Task goal =
This task calls for copying every line in the data below that contains the word "PersistError".

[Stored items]
════════════════
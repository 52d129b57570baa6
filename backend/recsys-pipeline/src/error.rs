use thiserror::Error;

pub type Result<T> = std::result::Result<T, PipelineError>;

#[derive(Debug, Error)]
pub enum PipelineError {
    /// Malformed or missing record fields (null/negative timestamps, non-finite scores).
    #[error("Validation error: {0}")]
    Validation(String),

    /// A required input artifact does not exist.
    #[error("Missing upstream artifact: {0}")]
    MissingUpstreamArtifact(String),

    #[error("Configuration error: {0}")]
    Configuration(String),

    #[error("IO error: {0}")]
    Io(String),

    #[error("Serialization error: {0}")]
    Serialization(String),
}

impl PipelineError {
    /// Fatal errors abort the run; only the ranker artifact lookup is allowed to recover.
    pub fn is_missing_artifact(&self) -> bool {
        matches!(self, PipelineError::MissingUpstreamArtifact(_))
    }
}

// Implement conversions from other error types
impl From<std::io::Error> for PipelineError {
    fn from(err: std::io::Error) -> Self {
        PipelineError::Io(err.to_string())
    }
}

impl From<serde_json::Error> for PipelineError {
    fn from(err: serde_json::Error) -> Self {
        PipelineError::Serialization(err.to_string())
    }
}

impl From<config::ConfigError> for PipelineError {
    fn from(err: config::ConfigError) -> Self {
        PipelineError::Configuration(err.to_string())
    }
}

impl From<tempfile::PersistError> for PipelineError {
    fn from(err: tempfile::PersistError) -> Self {
        PipelineError::Io(err.error.to_string())
    }
}

#[cfg(test)]
mod tests {
    use super::*;

    #[test]
    fn test_io_error_conversion() {
        let err: PipelineError =
            std::io::Error::new(std::io::ErrorKind::PermissionDenied, "denied").into();
        assert!(matches!(err, PipelineError::Io(_)));
        assert!(!err.is_missing_artifact());
    }

    #[test]
    fn test_display_prefix() {
        let err = PipelineError::MissingUpstreamArtifact("candidates_val.jsonl".to_string());
        assert!(err.is_missing_artifact());
        assert_eq!(
            err.to_string(),
            "Missing upstream artifact: candidates_val.jsonl"
        );
    }
}
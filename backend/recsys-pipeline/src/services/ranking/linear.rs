/// Linear Ranker
///
/// In-process stand-in for the supervised model: a dot product of configured
/// weights with the `CandidateFeatures` vector.
use super::{CandidateFeatures, Ranker};
use crate::error::{PipelineError, Result};
use crate::models::{ItemId, UserId};
use ndarray::{Array1, ArrayView1};
use tracing::debug;

pub struct LinearRanker {
    weights: Array1<f64>,
}

impl LinearRanker {
    pub fn new(weights: Vec<f64>) -> Result<Self> {
        if weights.len() != CandidateFeatures::LEN {
            return Err(PipelineError::Validation(format!(
                "Expected {} weights, got {}",
                CandidateFeatures::LEN,
                weights.len()
            )));
        }

        debug!(weights = ?weights, "Using linear ranker");
        Ok(Self {
            weights: Array1::from(weights),
        })
    }
}

impl Ranker for LinearRanker {
    fn score(&self, _user_id: UserId, _item_id: ItemId, features: &[f64]) -> Result<f64> {
        if features.len() != self.weights.len() {
            return Err(PipelineError::Validation(format!(
                "Expected {} features, got {}",
                self.weights.len(),
                features.len()
            )));
        }

        Ok(self.weights.dot(&ArrayView1::from(features)))
    }
}
// ============================================
// Artifact Output (產出寫入)
// ============================================
//
// Every artifact goes to a temp file in its destination directory and is
// renamed into place once fully written. A failed stage leaves the previous
// artifact (or nothing) behind, never a truncated file.

use crate::error::Result;
use crate::models::RankedList;
use serde::Serialize;
use std::fs;
use std::io::{BufWriter, Write};
use std::path::Path;
use tempfile::NamedTempFile;
use tracing::info;

fn write_atomic<F>(path: &Path, write: F) -> Result<()>
where
    F: FnOnce(&mut dyn Write) -> Result<()>,
{
    let dir = match path.parent() {
        Some(parent) if !parent.as_os_str().is_empty() => parent,
        _ => Path::new("."),
    };
    fs::create_dir_all(dir)?;

    let mut tmp = NamedTempFile::new_in(dir)?;
    {
        let mut writer = BufWriter::new(&mut tmp);
        write(&mut writer)?;
        writer.flush()?;
    }
    tmp.as_file().sync_all()?;
    tmp.persist(path)?;

    Ok(())
}

/// Publish `records` as JSON lines at `path`.
pub fn write_jsonl_atomic<T: Serialize>(path: &Path, records: &[T]) -> Result<()> {
    write_atomic(path, |writer| {
        for record in records {
            serde_json::to_writer(&mut *writer, record)?;
            writer.write_all(b"\n")?;
        }
        Ok(())
    })?;

    info!(path = %path.display(), records = records.len(), "Artifact published");
    Ok(())
}

/// Submission CSV: `user_id,item_ids`, items space-joined in rank order.
pub struct SubmissionWriter {
    top_k: usize,
}

impl SubmissionWriter {
    pub const HEADER: &'static str = "user_id,item_ids";

    pub fn new(top_k: usize) -> Self {
        Self { top_k }
    }

    pub fn format_row(&self, list: &RankedList) -> String {
        let items: Vec<String> = list
            .items
            .iter()
            .take(self.top_k)
            .map(|item| item.to_string())
            .collect();
        format!("{},{}", list.user_id, items.join(" "))
    }

    /// Writes one row per user, users ascending. Returns the row count.
    pub fn write(&self, path: &Path, lists: &[RankedList]) -> Result<usize> {
        let mut ordered: Vec<&RankedList> = lists.iter().collect();
        ordered.sort_by_key(|list| list.user_id);

        write_atomic(path, |writer| {
            writeln!(writer, "{}", Self::HEADER)?;
            for list in &ordered {
                writeln!(writer, "{}", self.format_row(list))?;
            }
            Ok(())
        })?;

        info!(path = %path.display(), users = ordered.len(), "Submission written");
        Ok(ordered.len())
    }
}
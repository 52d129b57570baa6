pub mod config;
pub mod error;
pub mod jobs;
pub mod models;
pub mod output;
pub mod services;
pub mod store;
pub mod utils;

pub use config::PipelineConfig;
pub use error::{PipelineError, Result};
pub use jobs::{PipelineJob, PipelineRunStats};
pub use models::Stage;
pub use services::{
    CandidateMerger, CoVisitationBuilder, DiversityReranker, PopularityBuilder, RecallLayer,
    ScoreFusion,
};
pub use store::{EventStore, FileEventStore, InMemoryEventStore, TimeRange};
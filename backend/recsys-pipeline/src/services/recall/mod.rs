mod covisitation;
mod popularity;

use crate::config::PipelineConfig;
use crate::error::Result;
use crate::models::{CandidateScore, CandidateStats, ItemId, UserId};
use crate::store::EventStore;
use crate::utils::by_score_desc_then_id;
use std::collections::{HashMap, HashSet};
use tracing::info;

pub use covisitation::{CoVisitationBuilder, CoVisitationGraph, CoVisitationOutput};
pub use popularity::{PopularityBuilder, PopularityOutput, TOP_CATEGORIES_PER_USER};

/// Merged candidate set for one stage, plus what downstream feature building needs.
#[derive(Debug, Default)]
pub struct RecallOutput {
    pub candidates: Vec<CandidateScore>,
    pub item_popularity: HashMap<ItemId, u64>,
    pub stats: CandidateStats,
}

/// Recall 層：co-visitation + popularity, merged per (user, item)
pub struct RecallLayer {
    covis: CoVisitationBuilder,
    popularity: PopularityBuilder,
}

impl RecallLayer {
    pub fn new(covis: CoVisitationBuilder, popularity: PopularityBuilder) -> Self {
        Self { covis, popularity }
    }

    pub fn from_config(config: &PipelineConfig) -> Self {
        Self::new(
            CoVisitationBuilder::from_config(config),
            PopularityBuilder::from_config(config),
        )
    }

    /// Build and merge candidates for the window ending at `cutoff`.
    pub fn recall_candidates(&self, store: &dyn EventStore, cutoff: i64) -> Result<RecallOutput> {
        let covis = self.covis.build(store, cutoff)?;
        let popularity = self.popularity.build(store, cutoff)?;

        let mut stats = CandidateStats {
            covis_candidates: covis.candidates.len(),
            pop_candidates: popularity.candidates.len(),
            anchors_with_edges: covis.anchors_with_edges,
            edges_retained: covis.edges_retained,
            users_capped: covis.users_capped,
            ..Default::default()
        };

        let candidates = CandidateMerger::merge(covis.candidates, popularity.candidates);

        stats.merged_candidates = candidates.len();
        stats.users = candidates
            .iter()
            .map(|c| c.user_id)
            .collect::<HashSet<UserId>>()
            .len();

        info!(
            cutoff = cutoff,
            users = stats.users,
            covis = stats.covis_candidates,
            pop = stats.pop_candidates,
            merged = stats.merged_candidates,
            "Recall completed"
        );

        Ok(RecallOutput {
            candidates,
            item_popularity: popularity.item_popularity,
            stats,
        })
    }
}

/// Union of the two candidate streams.
pub struct CandidateMerger;

impl CandidateMerger {
    /// 去重並合併：one row per (user, item) with the max score.
    ///
    /// The surviving source label follows `CandidateSource::merge_priority`
    /// (covis over pop), independent of which score was larger.
    /// Output: user ascending, score descending, item ascending.
    pub fn merge(
        covis: Vec<CandidateScore>,
        pop: Vec<CandidateScore>,
    ) -> Vec<CandidateScore> {
        let mut merged: HashMap<(UserId, ItemId), CandidateScore> = HashMap::new();

        for candidate in covis.into_iter().chain(pop) {
            let key = (candidate.user_id, candidate.item_id);
            match merged.get_mut(&key) {
                Some(existing) => {
                    if candidate.score > existing.score {
                        existing.score = candidate.score;
                    }
                    if candidate.source.merge_priority() < existing.source.merge_priority() {
                        existing.source = candidate.source;
                    }
                }
                None => {
                    merged.insert(key, candidate);
                }
            }
        }

        let mut unique: Vec<CandidateScore> = merged.into_values().collect();
        unique.sort_by(|a, b| {
            a.user_id
                .cmp(&b.user_id)
                .then_with(|| by_score_desc_then_id(a.score, a.item_id, b.score, b.item_id))
        });
        unique
    }
}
════════════════
Task output =
impl From<tempfile::PersistError> for PipelineError {
    fn from(err: tempfile::PersistError) -> Self {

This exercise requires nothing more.